**Prompt**
Identify, in the records below, every line where the string "FEFF" appears, and copy each such line.

Saved data entries

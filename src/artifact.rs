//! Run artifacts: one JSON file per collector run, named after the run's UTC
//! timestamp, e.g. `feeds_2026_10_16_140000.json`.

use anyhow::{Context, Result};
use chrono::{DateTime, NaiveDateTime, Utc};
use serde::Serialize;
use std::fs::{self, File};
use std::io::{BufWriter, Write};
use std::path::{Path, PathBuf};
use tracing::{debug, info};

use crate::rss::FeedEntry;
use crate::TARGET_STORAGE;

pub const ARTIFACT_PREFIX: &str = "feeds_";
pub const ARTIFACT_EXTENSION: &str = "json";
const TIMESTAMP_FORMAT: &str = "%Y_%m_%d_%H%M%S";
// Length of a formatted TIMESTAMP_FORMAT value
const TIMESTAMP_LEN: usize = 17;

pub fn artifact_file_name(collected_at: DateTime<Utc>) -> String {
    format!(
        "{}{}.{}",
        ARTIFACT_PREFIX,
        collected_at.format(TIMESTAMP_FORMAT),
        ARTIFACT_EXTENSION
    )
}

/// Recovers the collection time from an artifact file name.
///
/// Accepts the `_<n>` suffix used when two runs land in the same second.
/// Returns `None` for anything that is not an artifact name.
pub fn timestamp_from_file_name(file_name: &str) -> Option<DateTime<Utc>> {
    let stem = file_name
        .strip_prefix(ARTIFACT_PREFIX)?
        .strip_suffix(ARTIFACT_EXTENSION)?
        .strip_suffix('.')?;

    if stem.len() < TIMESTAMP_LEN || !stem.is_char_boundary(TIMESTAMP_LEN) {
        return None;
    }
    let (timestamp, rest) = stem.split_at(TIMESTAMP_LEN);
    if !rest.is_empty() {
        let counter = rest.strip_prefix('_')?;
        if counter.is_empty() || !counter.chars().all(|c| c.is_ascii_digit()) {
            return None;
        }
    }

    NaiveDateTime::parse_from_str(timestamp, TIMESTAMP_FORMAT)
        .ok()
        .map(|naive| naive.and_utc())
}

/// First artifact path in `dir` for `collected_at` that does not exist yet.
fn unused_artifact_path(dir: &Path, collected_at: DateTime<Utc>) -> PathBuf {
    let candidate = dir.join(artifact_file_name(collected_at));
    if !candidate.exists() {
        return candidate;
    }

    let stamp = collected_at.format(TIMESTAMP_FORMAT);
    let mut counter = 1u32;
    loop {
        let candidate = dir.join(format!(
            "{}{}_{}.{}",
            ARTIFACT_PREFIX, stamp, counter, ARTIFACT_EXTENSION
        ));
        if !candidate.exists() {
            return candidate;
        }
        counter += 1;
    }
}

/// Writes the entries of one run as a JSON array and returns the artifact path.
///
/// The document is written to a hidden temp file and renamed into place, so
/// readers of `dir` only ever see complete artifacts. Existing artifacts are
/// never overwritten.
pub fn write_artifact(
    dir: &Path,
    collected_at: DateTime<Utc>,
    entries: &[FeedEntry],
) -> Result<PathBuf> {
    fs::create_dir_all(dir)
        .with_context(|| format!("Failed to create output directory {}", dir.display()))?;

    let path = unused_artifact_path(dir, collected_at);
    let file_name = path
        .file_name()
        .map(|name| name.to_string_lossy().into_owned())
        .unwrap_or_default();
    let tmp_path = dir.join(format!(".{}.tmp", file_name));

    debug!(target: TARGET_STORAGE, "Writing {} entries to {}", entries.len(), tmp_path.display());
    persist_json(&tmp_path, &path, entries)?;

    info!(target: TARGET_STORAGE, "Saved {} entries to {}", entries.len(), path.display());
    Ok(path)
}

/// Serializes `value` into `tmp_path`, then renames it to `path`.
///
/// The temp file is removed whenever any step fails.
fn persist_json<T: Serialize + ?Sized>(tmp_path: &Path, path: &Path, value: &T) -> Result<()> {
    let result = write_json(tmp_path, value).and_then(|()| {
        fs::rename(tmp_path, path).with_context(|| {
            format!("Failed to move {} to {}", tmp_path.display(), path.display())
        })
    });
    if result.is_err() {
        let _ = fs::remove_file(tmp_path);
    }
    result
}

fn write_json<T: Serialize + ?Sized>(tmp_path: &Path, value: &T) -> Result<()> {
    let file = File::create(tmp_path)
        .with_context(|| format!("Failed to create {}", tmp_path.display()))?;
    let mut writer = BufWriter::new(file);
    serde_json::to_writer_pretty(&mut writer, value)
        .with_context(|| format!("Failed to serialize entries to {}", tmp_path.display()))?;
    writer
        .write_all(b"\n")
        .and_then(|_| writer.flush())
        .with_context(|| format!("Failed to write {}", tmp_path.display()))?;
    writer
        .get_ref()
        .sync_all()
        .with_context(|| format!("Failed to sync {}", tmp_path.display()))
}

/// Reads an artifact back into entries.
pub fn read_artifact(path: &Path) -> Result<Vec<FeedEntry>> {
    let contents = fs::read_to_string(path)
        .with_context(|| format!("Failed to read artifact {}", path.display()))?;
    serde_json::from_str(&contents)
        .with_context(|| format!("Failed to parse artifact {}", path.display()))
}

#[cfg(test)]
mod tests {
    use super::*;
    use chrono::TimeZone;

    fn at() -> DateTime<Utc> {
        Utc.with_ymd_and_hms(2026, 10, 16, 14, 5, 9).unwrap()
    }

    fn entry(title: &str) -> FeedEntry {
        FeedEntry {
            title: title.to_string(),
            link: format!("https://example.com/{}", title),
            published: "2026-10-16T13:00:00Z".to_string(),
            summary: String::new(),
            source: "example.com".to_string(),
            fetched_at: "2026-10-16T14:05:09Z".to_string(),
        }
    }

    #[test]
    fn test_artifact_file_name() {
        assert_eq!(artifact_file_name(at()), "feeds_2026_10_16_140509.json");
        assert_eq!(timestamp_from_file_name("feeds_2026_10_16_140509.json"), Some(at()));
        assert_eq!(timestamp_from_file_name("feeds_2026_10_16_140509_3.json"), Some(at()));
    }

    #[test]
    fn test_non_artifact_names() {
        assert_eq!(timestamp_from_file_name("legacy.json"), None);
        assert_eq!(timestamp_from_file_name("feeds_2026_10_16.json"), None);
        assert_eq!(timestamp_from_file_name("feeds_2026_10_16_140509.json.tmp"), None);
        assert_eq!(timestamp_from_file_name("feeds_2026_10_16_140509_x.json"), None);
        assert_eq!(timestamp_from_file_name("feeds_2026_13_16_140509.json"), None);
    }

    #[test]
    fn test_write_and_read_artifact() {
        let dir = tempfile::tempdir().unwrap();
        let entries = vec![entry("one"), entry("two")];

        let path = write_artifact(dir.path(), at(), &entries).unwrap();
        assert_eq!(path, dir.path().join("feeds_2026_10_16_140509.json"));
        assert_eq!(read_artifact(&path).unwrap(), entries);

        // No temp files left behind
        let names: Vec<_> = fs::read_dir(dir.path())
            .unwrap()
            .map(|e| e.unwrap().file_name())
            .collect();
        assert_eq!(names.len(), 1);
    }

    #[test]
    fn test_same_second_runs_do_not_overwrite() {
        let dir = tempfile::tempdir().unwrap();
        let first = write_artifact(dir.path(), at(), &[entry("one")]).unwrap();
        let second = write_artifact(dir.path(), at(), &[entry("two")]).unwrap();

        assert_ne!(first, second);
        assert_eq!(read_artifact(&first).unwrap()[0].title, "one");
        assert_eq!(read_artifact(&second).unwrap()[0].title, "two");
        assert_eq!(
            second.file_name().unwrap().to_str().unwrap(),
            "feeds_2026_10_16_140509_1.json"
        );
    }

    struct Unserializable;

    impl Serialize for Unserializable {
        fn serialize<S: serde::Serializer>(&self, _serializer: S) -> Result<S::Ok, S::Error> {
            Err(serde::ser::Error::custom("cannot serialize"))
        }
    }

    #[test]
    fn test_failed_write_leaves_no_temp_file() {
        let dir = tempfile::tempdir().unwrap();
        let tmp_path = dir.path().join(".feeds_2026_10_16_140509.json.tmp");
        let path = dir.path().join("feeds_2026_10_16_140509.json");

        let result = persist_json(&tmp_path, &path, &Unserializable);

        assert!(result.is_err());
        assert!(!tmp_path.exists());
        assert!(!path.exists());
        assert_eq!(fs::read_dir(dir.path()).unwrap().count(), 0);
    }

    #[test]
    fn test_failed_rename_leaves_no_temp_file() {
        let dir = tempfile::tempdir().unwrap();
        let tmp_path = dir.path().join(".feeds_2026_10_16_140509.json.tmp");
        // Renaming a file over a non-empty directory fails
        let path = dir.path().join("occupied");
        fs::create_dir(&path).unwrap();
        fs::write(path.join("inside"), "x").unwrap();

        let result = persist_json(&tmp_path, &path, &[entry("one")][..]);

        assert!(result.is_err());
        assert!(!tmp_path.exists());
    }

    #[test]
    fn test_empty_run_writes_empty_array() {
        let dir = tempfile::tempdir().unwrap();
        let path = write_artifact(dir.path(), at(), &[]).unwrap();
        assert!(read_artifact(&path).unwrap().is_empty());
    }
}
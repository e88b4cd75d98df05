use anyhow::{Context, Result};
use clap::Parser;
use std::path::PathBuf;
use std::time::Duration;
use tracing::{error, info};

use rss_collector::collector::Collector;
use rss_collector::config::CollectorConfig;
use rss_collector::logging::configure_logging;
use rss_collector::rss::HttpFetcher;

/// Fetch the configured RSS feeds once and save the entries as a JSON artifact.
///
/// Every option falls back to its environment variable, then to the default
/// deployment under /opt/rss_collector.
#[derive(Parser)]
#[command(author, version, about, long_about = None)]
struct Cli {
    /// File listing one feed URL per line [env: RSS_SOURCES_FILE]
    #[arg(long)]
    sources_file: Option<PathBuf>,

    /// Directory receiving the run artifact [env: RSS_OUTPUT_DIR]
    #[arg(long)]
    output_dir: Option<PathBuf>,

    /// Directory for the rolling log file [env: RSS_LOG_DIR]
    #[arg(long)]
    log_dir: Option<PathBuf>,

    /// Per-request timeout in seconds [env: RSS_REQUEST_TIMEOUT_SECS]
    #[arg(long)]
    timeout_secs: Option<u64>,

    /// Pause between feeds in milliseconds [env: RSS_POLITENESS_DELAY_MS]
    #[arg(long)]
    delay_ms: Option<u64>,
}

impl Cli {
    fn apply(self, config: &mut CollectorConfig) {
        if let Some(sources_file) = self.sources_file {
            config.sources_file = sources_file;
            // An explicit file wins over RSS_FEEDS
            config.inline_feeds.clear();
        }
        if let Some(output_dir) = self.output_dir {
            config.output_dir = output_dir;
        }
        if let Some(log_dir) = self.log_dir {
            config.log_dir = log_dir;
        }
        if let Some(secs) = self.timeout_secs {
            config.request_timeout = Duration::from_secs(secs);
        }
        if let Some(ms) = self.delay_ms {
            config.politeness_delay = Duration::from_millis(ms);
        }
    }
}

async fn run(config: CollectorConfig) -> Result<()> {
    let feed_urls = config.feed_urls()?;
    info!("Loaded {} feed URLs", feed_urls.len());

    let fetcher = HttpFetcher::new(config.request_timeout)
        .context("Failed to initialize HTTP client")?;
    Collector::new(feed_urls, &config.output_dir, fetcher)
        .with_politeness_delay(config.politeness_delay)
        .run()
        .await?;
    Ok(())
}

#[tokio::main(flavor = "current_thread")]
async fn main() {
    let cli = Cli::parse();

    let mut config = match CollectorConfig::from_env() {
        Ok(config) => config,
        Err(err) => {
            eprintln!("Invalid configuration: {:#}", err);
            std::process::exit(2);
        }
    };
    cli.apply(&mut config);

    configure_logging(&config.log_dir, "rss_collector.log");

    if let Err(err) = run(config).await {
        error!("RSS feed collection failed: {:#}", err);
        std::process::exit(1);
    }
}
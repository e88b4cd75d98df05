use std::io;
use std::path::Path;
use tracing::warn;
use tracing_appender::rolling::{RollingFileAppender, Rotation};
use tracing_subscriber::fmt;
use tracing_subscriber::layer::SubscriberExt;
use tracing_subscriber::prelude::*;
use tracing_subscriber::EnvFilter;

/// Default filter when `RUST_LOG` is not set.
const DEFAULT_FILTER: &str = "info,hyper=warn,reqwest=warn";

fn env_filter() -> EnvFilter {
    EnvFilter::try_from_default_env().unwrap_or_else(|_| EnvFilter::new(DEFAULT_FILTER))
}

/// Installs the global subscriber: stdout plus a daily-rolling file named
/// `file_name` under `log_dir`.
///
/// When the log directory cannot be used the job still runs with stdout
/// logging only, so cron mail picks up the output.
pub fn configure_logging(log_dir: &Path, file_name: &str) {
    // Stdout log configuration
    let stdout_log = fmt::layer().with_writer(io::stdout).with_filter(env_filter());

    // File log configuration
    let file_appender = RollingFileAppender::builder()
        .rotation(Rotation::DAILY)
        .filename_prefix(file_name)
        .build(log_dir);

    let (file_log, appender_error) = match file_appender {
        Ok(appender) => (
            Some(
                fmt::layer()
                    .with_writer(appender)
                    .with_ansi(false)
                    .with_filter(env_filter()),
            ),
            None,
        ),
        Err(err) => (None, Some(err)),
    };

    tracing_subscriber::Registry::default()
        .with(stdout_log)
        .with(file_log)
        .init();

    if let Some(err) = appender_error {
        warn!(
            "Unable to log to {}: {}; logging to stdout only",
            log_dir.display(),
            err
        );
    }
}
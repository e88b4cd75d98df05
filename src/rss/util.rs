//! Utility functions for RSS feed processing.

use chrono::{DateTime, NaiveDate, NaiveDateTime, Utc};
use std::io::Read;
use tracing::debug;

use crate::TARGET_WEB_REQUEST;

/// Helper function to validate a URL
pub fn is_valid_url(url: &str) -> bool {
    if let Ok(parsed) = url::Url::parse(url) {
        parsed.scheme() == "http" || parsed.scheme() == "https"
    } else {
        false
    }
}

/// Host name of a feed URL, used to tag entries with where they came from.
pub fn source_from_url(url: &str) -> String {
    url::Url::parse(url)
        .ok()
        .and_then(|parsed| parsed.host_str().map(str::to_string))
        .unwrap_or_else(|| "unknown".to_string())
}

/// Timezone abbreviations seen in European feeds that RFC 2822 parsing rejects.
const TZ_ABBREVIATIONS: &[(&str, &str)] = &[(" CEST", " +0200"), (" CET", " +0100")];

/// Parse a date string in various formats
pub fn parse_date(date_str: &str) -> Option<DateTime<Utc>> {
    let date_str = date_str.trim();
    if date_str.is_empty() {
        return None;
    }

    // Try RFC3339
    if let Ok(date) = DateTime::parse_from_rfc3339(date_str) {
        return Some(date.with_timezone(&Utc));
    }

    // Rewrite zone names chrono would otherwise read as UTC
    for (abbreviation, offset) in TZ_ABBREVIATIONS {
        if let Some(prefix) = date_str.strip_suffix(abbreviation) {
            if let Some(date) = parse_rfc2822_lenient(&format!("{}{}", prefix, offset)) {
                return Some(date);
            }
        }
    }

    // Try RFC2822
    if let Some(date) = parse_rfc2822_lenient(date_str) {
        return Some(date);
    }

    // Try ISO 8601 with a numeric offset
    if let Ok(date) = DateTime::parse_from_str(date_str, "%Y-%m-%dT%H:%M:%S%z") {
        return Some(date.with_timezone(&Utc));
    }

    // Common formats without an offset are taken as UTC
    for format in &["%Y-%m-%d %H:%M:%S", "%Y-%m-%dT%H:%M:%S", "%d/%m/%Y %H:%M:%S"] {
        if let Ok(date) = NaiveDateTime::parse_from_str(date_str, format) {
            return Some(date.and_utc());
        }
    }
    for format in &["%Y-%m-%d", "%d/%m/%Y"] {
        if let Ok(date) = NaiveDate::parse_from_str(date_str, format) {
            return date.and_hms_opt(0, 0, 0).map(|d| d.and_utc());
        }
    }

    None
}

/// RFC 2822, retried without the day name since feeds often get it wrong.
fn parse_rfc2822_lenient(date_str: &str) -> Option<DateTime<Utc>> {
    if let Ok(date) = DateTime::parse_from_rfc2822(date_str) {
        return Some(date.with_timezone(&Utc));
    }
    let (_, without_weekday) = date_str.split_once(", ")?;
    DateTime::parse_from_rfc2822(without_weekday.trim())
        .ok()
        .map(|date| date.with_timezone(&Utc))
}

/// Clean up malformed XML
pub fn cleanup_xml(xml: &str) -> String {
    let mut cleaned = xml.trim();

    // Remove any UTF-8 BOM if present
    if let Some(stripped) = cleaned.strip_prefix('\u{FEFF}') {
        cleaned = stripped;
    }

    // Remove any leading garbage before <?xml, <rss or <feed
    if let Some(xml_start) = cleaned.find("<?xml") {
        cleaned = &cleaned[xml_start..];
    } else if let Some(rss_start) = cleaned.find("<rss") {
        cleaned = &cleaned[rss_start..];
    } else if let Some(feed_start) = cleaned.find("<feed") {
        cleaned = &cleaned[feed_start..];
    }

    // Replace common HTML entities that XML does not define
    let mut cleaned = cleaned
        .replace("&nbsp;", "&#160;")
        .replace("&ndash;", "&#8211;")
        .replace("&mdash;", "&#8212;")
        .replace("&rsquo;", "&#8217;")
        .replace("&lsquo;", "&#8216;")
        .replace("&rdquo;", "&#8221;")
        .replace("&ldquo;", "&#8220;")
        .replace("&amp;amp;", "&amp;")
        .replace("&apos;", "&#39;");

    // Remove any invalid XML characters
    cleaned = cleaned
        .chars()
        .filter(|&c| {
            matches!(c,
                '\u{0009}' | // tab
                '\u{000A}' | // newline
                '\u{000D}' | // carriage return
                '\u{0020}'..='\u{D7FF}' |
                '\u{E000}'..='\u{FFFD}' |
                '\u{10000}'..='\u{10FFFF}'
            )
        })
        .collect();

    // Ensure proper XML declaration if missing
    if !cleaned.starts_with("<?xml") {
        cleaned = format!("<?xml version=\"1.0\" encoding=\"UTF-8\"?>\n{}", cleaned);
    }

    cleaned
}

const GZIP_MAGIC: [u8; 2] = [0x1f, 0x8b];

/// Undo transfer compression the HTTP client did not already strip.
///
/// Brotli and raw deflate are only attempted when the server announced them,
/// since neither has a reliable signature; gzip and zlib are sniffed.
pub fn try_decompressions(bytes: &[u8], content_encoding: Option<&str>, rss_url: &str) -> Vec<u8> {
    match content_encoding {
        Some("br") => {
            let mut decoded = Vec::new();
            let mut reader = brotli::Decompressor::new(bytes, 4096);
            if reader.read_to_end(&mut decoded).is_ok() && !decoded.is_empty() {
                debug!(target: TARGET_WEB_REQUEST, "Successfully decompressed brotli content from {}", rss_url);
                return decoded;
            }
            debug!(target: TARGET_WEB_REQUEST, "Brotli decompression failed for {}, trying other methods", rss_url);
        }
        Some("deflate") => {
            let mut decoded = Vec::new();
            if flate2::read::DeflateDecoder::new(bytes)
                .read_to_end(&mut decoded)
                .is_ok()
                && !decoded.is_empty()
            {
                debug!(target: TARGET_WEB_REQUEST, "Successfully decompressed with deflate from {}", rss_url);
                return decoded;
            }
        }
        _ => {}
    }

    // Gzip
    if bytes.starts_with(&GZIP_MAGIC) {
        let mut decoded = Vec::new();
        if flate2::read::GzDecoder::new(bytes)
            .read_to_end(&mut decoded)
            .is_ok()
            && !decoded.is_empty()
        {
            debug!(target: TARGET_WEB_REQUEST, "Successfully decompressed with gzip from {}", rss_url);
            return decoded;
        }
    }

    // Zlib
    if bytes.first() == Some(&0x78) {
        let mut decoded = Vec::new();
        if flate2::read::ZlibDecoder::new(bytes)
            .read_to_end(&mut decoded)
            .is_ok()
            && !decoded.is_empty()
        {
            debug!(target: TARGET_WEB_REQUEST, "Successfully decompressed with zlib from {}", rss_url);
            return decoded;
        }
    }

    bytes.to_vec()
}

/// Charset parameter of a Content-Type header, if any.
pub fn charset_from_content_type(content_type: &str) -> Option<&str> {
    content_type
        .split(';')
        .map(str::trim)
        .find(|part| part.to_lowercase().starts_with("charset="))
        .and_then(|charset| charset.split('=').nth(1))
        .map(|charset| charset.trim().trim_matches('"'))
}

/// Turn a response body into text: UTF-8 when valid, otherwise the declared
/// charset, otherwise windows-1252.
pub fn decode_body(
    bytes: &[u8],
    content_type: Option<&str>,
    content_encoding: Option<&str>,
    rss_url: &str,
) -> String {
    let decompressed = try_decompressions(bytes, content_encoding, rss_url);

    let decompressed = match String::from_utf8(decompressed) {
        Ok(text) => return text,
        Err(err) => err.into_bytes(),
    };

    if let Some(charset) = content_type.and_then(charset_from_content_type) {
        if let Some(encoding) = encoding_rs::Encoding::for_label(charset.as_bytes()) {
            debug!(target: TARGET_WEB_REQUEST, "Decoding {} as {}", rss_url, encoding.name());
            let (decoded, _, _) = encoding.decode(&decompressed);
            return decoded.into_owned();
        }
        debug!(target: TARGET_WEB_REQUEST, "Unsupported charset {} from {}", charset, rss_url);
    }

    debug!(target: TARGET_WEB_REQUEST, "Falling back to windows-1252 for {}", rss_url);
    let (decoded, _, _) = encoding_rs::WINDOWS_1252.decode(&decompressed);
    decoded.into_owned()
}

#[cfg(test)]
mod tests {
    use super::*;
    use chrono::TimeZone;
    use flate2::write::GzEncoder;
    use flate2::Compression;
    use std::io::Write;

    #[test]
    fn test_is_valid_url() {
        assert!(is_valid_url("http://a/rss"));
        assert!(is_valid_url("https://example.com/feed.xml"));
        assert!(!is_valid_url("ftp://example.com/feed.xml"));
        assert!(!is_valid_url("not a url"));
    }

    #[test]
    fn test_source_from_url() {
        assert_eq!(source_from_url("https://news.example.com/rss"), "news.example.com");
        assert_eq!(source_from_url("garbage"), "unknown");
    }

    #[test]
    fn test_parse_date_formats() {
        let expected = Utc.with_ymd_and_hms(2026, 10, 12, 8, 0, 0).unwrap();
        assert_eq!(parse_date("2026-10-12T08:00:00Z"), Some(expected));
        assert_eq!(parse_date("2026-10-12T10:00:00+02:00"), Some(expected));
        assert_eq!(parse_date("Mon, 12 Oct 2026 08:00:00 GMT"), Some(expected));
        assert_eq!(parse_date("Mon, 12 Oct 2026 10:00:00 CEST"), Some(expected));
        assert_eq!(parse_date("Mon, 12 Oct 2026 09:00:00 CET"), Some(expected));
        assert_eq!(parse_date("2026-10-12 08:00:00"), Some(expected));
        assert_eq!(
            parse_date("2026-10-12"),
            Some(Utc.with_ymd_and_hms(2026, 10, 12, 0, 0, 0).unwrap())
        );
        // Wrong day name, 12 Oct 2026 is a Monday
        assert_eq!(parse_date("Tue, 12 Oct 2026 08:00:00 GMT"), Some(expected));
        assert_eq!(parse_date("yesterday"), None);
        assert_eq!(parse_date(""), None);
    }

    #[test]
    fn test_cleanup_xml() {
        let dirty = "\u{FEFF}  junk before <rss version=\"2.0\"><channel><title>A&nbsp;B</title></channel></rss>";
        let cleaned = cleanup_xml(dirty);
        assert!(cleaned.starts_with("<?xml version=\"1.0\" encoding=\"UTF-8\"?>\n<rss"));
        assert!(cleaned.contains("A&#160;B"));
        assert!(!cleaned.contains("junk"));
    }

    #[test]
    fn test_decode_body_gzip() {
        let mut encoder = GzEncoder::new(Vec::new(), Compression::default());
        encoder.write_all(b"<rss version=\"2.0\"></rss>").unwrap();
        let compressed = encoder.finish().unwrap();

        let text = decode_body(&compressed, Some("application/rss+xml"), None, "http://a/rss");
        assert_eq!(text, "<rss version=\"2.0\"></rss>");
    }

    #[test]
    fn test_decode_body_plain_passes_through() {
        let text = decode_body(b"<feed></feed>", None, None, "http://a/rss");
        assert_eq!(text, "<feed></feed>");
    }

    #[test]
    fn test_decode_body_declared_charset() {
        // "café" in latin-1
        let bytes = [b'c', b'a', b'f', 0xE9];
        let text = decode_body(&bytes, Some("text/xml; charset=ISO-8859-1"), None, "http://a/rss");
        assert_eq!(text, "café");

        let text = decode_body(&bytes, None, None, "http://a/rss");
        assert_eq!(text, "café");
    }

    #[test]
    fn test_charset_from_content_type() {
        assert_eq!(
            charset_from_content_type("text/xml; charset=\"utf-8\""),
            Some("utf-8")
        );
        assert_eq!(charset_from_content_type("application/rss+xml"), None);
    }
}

**Result**
    if let Some(stripped) = cleaned.strip_prefix('\u{FEFF}') {
        let dirty = "\u{FEFF}  junk before <rss version=\"2.0\"><channel><title>A&nbsp;B</title></channel></rss>";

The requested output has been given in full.